Ein ganz besonderer Tag in Soest: Am 8. November 2025 radelten vier Mitglieder einer Freundesgruppe aus Dortmund zur beliebten Allerheiligenkirmes. Diese Tradition wird bereits seit über zehn Jahren von Mitgliedern der Radsportvereine Sturm Hombruch und Westfalia Sölde gepflegt. An diesem Samstag war die Gruppe zwar kleiner als in den vergangenen Jahren – im Vorjahr radelten noch sieben Radrennfahrer gemeinsam – doch die Freude und der Enthusiasmus waren unübersehbar. Mit einer Strecke von rund 100 Kilometern, die sie mit ihren Rennrädern zurücklegten, starteten die Radler um 8:45 Uhr, um die feierliche Atmosphäre in Soest zu genießen.

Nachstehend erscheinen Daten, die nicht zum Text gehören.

//! Known-answer vectors for the hash primitives and owner key derivation.
//!
//! SHA-256 and HMAC-SHA256 vectors are the published ones (FIPS 180-2
//! "abc", RFC 4231 test case 2). Owner key vectors pin the derivation so a
//! change in tag values or truncation is caught.

use crate::hashing::{calculate_hmac_sha256, calculate_truncated_sha256};
use crate::owner_keys::{derive_owner_keys, OwnerKeyPurpose};

/// An owner key derivation vector.
pub struct OwnerKeyTestVector {
    pub name: &'static str,
    pub identity_key: Vec<u8>,
    pub recovery_hex: &'static str,
    pub ringing_hex: &'static str,
    pub tracking_hex: &'static str,
}

pub fn get_owner_key_vectors() -> Vec<OwnerKeyTestVector> {
    vec![
        OwnerKeyTestVector {
            name: "sequential_32_bytes",
            identity_key: (0u8..32).collect(),
            recovery_hex: "8b44d96f214304bc",
            ringing_hex: "5728705214326174",
            tracking_hex: "944c533876f9de37",
        },
        OwnerKeyTestVector {
            name: "repeated_0x42_16_bytes",
            identity_key: vec![0x42; 16],
            recovery_hex: "d6d10f301e47ddae",
            ringing_hex: "b67df0573f2663b4",
            tracking_hex: "b5ec244b7b6fa09a",
        },
    ]
}

#[test]
fn test_owner_key_vectors() {
    for vector in get_owner_key_vectors() {
        let keys = derive_owner_keys(&vector.identity_key).unwrap();
        assert_eq!(keys.recovery_key.to_hex(), vector.recovery_hex, "{}", vector.name);
        assert_eq!(keys.ringing_key.to_hex(), vector.ringing_hex, "{}", vector.name);
        assert_eq!(keys.tracking_key.to_hex(), vector.tracking_hex, "{}", vector.name);
    }
}

#[test]
fn test_owner_keys_match_truncated_hash() {
    for vector in get_owner_key_vectors() {
        let keys = derive_owner_keys(&vector.identity_key).unwrap();
        for purpose in OwnerKeyPurpose::ALL {
            assert_eq!(
                keys.key_for(purpose).as_bytes(),
                &calculate_truncated_sha256(&vector.identity_key, purpose.tag())
            );
        }
    }
}

#[test]
fn test_sha256_abc_prefix() {
    // "ab" || 'c' hashes the FIPS 180-2 message "abc".
    let out = calculate_truncated_sha256(b"ab", b'c');
    assert_eq!(hex::encode(out), "ba7816bf8f01cfea");
}

#[test]
fn test_hmac_rfc4231_case_2() {
    let tag = calculate_hmac_sha256(b"Jefe", b"what do ya want for nothing?");
    assert_eq!(
        tag,
        "5bdcc146bf60754e6a042426089575c75a003f089d2739839dec58b964ec3843"
    );
}
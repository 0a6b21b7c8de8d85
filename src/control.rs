//! Out-of-band control of the decoder.
//!
//! Every command is a single UTF-8 line written over a fresh connection to the
//! decoder's IPC socket. Nothing is read back and no connection outlives one
//! command, so the control plane holds no state tied to the decoder's
//! lifetime besides the socket path.

use crate::constants::BASS_BOOST_FILTER;
use crate::error::{PipelineError, Result};
use std::io::Write;
use std::os::unix::net::UnixStream;
use std::path::{Path, PathBuf};

/// Address of a decoder's command interface. Valid only while that decoder
/// is alive.
#[derive(Clone, Debug, PartialEq, Eq)]
pub struct ControlEndpoint {
    pub path: PathBuf,
}

impl ControlEndpoint {
    pub fn new(path: impl Into<PathBuf>) -> Self {
        Self { path: path.into() }
    }

    /// Removes a socket file the killed decoder left behind.
    pub fn discard(&self) {
        match std::fs::remove_file(&self.path) {
            Ok(()) => debug!("Removed control socket {:?}", self.path),
            Err(e) if e.kind() == std::io::ErrorKind::NotFound => {}
            Err(e) => warn!("Could not remove control socket {:?}: {e}", self.path),
        }
    }
}

pub trait ControlChannel: Send + Sync {
    /// Delivers one command line. Fails if the endpoint is missing or refuses
    /// the connection.
    fn send(&self, endpoint: &ControlEndpoint, command: &str) -> Result<()>;
}

/// Rejects commands that would be split into several protocol lines.
pub fn validate_command(command: &str) -> Result<()> {
    if command.contains('\n') || command.contains('\r') {
        return Err(PipelineError::InvalidCommand {
            command: command.to_string(),
        });
    }

    Ok(())
}

/// One-shot sender over a Unix domain socket.
#[derive(Clone, Copy, Debug, Default)]
pub struct UnixControlChannel;

impl ControlChannel for UnixControlChannel {
    fn send(&self, endpoint: &ControlEndpoint, command: &str) -> Result<()> {
        validate_command(command)?;

        let channel_error = |path: &Path, e: std::io::Error| PipelineError::ControlChannel {
            endpoint: path.to_path_buf(),
            message: e.to_string(),
        };

        let mut stream =
            UnixStream::connect(&endpoint.path).map_err(|e| channel_error(&endpoint.path, e))?;

        let mut line = String::with_capacity(command.len() + 1);
        line.push_str(command);
        line.push('\n');

        stream
            .write_all(line.as_bytes())
            .map_err(|e| channel_error(&endpoint.path, e))?;

        debug!("Sent control command {command:?}");

        Ok(())
    }
}

/// High level playback intents understood by the pipeline.
#[derive(Clone, Debug, PartialEq, Eq)]
pub enum PlayerCommand {
    /// Relative seek in seconds, negative seeks backwards
    Seek(i64),

    TogglePause,

    SpeedUp,

    SpeedDown,

    /// Flips looping of the current file
    ToggleLoop,

    /// Flips the bass boost equalizer
    ToggleBassBoost,

    /// Stops the decoder
    Quit,

    /// Passed to the decoder verbatim
    Raw(String),
}

/// Local mirror of what has been sent to the decoder for toggle commands.
///
/// Not reconciled with the decoder, which has no query protocol here. It
/// flips before the command is sent, whether or not the send succeeds.
#[derive(Clone, Debug, PartialEq, Eq)]
pub struct PlaybackControlState {
    pub looping: bool,
    pub bass_boost_enabled: bool,
    pub filter_expression: String,
}

impl Default for PlaybackControlState {
    fn default() -> Self {
        PlaybackControlState {
            looping: false,
            bass_boost_enabled: false,
            filter_expression: BASS_BOOST_FILTER.to_string(),
        }
    }
}

impl PlaybackControlState {
    /// Applies `command` to the shadow state and returns the decoder command
    /// line that expresses it.
    pub fn apply(&mut self, command: &PlayerCommand) -> String {
        match command {
            PlayerCommand::Seek(secs) => format!("seek {secs}"),
            PlayerCommand::TogglePause => "keypress space".to_string(),
            PlayerCommand::SpeedUp => "keypress }".to_string(),
            PlayerCommand::SpeedDown => "keypress {".to_string(),
            PlayerCommand::ToggleLoop => {
                self.looping = !self.looping;
                if self.looping {
                    "set loop-file inf".to_string()
                } else {
                    "set loop-file no".to_string()
                }
            }
            PlayerCommand::ToggleBassBoost => {
                self.bass_boost_enabled = !self.bass_boost_enabled;
                if self.bass_boost_enabled {
                    format!("af set {}", self.filter_expression)
                } else {
                    format!("af remove {}", self.filter_expression)
                }
            }
            PlayerCommand::Quit => "quit".to_string(),
            PlayerCommand::Raw(raw) => raw.clone(),
        }
    }

    pub fn loop_label(&self) -> String {
        format!("Loop: {}", on_off(self.looping))
    }

    pub fn bass_boost_label(&self) -> String {
        format!("Bass Boost: {}", on_off(self.bass_boost_enabled))
    }
}

fn on_off(value: bool) -> &'static str {
    if value {
        "on"
    } else {
        "off"
    }
}
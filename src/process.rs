//! Decoder and capture process supervision.
//!
//! Processes are started with piped stdout where the pipeline needs to read
//! it and are stopped with a forceful kill. There is no graceful shutdown and
//! no retry on a failed spawn.

use crate::constants::{CHANNELS, SAMPLE_RATE};
use crate::error::{PipelineError, Result};
use serde::{Deserialize, Serialize};
use std::io::Read;
use std::path::Path;
use std::process::{Child, Command, Stdio};

/// Liveness of a supervised process.
#[derive(Clone, Copy, Debug, PartialEq, Eq)]
pub enum ProcessState {
    Running,
    /// Exit code, `None` when the process was terminated by a signal.
    Exited(Option<i32>),
}

/// Which stdout handling a spawned process needs.
#[derive(Clone, Copy, Debug, PartialEq, Eq)]
pub enum Output {
    /// Stdout is read by the pipeline.
    Piped,
    /// Stdout is discarded.
    Discard,
}

pub trait ManagedProcess: Send {
    fn id(&self) -> u32;

    /// Non-blocking liveness check.
    fn poll(&mut self) -> ProcessState;

    /// Sends a forceful terminate signal and reaps the process. There is no
    /// graceful shutdown.
    fn kill(&mut self);

    /// Takes the piped stdout. Returns `None` after the first call, or if the
    /// process was spawned with [`Output::Discard`].
    fn take_stdout(&mut self) -> Option<Box<dyn Read + Send>>;
}

pub trait ProcessSupervisor: Send + Sync {
    /// Starts `argv[0]` with the remaining arguments.
    fn spawn(&self, argv: &[String], output: Output) -> Result<Box<dyn ManagedProcess>>;
}

/// Supervisor for real operating system processes.
#[derive(Clone, Copy, Debug, Default)]
pub struct SystemSupervisor;

impl ProcessSupervisor for SystemSupervisor {
    fn spawn(&self, argv: &[String], output: Output) -> Result<Box<dyn ManagedProcess>> {
        let (program, args) = argv.split_first().ok_or_else(|| PipelineError::ProcessSpawn {
            program: String::new(),
            source: std::io::Error::new(std::io::ErrorKind::InvalidInput, "empty argv"),
        })?;

        debug!("Spawning {}", argv.join(" "));

        let stdout = match output {
            Output::Piped => Stdio::piped(),
            Output::Discard => Stdio::null(),
        };

        let child = Command::new(program)
            .args(args)
            .stdin(Stdio::null())
            .stdout(stdout)
            .spawn()
            .map_err(|source| PipelineError::ProcessSpawn {
                program: program.clone(),
                source,
            })?;

        info!("Started {program} (pid {})", child.id());

        Ok(Box::new(SystemProcess {
            program: program.clone(),
            child,
        }))
    }
}

struct SystemProcess {
    program: String,
    child: Child,
}

impl ManagedProcess for SystemProcess {
    fn id(&self) -> u32 {
        self.child.id()
    }

    fn poll(&mut self) -> ProcessState {
        match self.child.try_wait() {
            Ok(Some(status)) => ProcessState::Exited(status.code()),
            Ok(None) => ProcessState::Running,
            Err(e) => {
                warn!("Could not poll {} (pid {}): {e}", self.program, self.id());
                ProcessState::Exited(None)
            }
        }
    }

    fn kill(&mut self) {
        // Already exited processes report InvalidInput, which is fine
        if let Err(e) = self.child.kill() {
            if e.kind() != std::io::ErrorKind::InvalidInput {
                error!("Failed to kill {} (pid {}): {e}", self.program, self.id());
            }
        }
        // SIGKILL cannot be ignored, so this returns promptly
        if let Err(e) = self.child.wait() {
            error!("Failed to reap {} (pid {}): {e}", self.program, self.id());
        }
    }

    fn take_stdout(&mut self) -> Option<Box<dyn Read + Send>> {
        self.child
            .stdout
            .take()
            .map(|stdout| Box::new(stdout) as Box<dyn Read + Send>)
    }
}

/// Unique ownership of a spawned process. Killed exactly once, on
/// [`ProcessGuard::kill`] or on drop.
pub struct ProcessGuard {
    label: &'static str,
    process: Box<dyn ManagedProcess>,
    killed: bool,
}

impl ProcessGuard {
    pub fn new(label: &'static str, process: Box<dyn ManagedProcess>) -> Self {
        Self {
            label,
            process,
            killed: false,
        }
    }

    pub fn label(&self) -> &'static str {
        self.label
    }

    pub fn poll(&mut self) -> ProcessState {
        self.process.poll()
    }

    pub fn take_stdout(&mut self) -> Option<Box<dyn Read + Send>> {
        self.process.take_stdout()
    }

    pub fn kill(&mut self) {
        if !self.killed {
            self.killed = true;
            debug!("Killing {} (pid {})", self.label, self.process.id());
            self.process.kill();
        }
    }
}

impl Drop for ProcessGuard {
    fn drop(&mut self) {
        self.kill();
    }
}

/// Paths of the external executables the pipeline drives.
#[derive(Clone, Debug, Deserialize, Serialize, PartialEq, Eq)]
#[serde(default)]
pub struct ExecutablePaths {
    pub decoder: String,
    pub capture: String,
    pub pactl: String,
}

impl Default for ExecutablePaths {
    fn default() -> Self {
        ExecutablePaths {
            decoder: "/usr/bin/mpv".to_string(),
            capture: "/usr/bin/parecord".to_string(),
            pactl: "pactl".to_string(),
        }
    }
}

/// Decoder invocation: no caching, no video, fixed s16 48 kHz stereo output
/// into `sink_name`, commands accepted on `endpoint`.
pub fn decoder_args(decoder: &str, source: &str, sink_name: &str, endpoint: &Path) -> Vec<String> {
    vec![
        decoder.to_string(),
        "--msg-level=all=error".to_string(),
        "--no-cache".to_string(),
        "--no-cache-pause".to_string(),
        "--demuxer-readahead-secs=0".to_string(),
        "--no-video".to_string(),
        "--no-audio-display".to_string(),
        format!("--input-ipc-server={}", endpoint.display()),
        "--ao=pulse".to_string(),
        format!("--audio-device=pulse/{sink_name}"),
        "--audio-format=s16".to_string(),
        format!("--audio-samplerate={SAMPLE_RATE}"),
        "--audio-channels=stereo".to_string(),
        source.to_string(),
    ]
}

/// Capture invocation: raw s16le at the decoder's rate and channel count,
/// recorded from `monitor`.
pub fn capture_args(capture: &str, monitor: &str) -> Vec<String> {
    vec![
        capture.to_string(),
        "-r".to_string(),
        "--raw".to_string(),
        format!("--rate={SAMPLE_RATE}"),
        format!("--channels={CHANNELS}"),
        "--format=s16le".to_string(),
        format!("--device={monitor}"),
    ]
}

Die Truppe setzte sich aus vier ganz unterschiedlichen Radfahrern zusammen: Marian Thiemann, Manfred Schätte, der mit stolzen 82 Jahren der älteste Radler ist, Gerd Koch, der mit 63 Jahren der jüngste Teilnehmer war, und Hubertus Klein. Die Route führte sie durch malerische Dörfer zwischen Dortmund und Werl, bevor es über die Bundesstraße 1 in die traditionsreiche Stadt Soest ging. In der Kirmeszeit ist es nicht nur Brauch, die Festlichkeiten zu besuchen, sondern auch auf dem Marktplatz die köstlichen Bullenaugen und den zarten Backfisch zu genießen.

Ein kleines Ungemach am Bahnhof

Doch nicht alles war unbeschwert: Am Freitagabend kam es zu Zwischenfällen am Bahnhof, was die Polizei mehrmals auf den Plan rief. Diese Vorfälle werfen einen Schatten auf die Kirmes, während die Radfahrer mit Freude und Kameradschaft dem Fest entgegenfuhren. Solche Herausforderungen sind jedoch Teil jeder Tradition; der Gemeinschaftsgeist, der durch den Radsport gefördert wird, bleibt ungebrochen.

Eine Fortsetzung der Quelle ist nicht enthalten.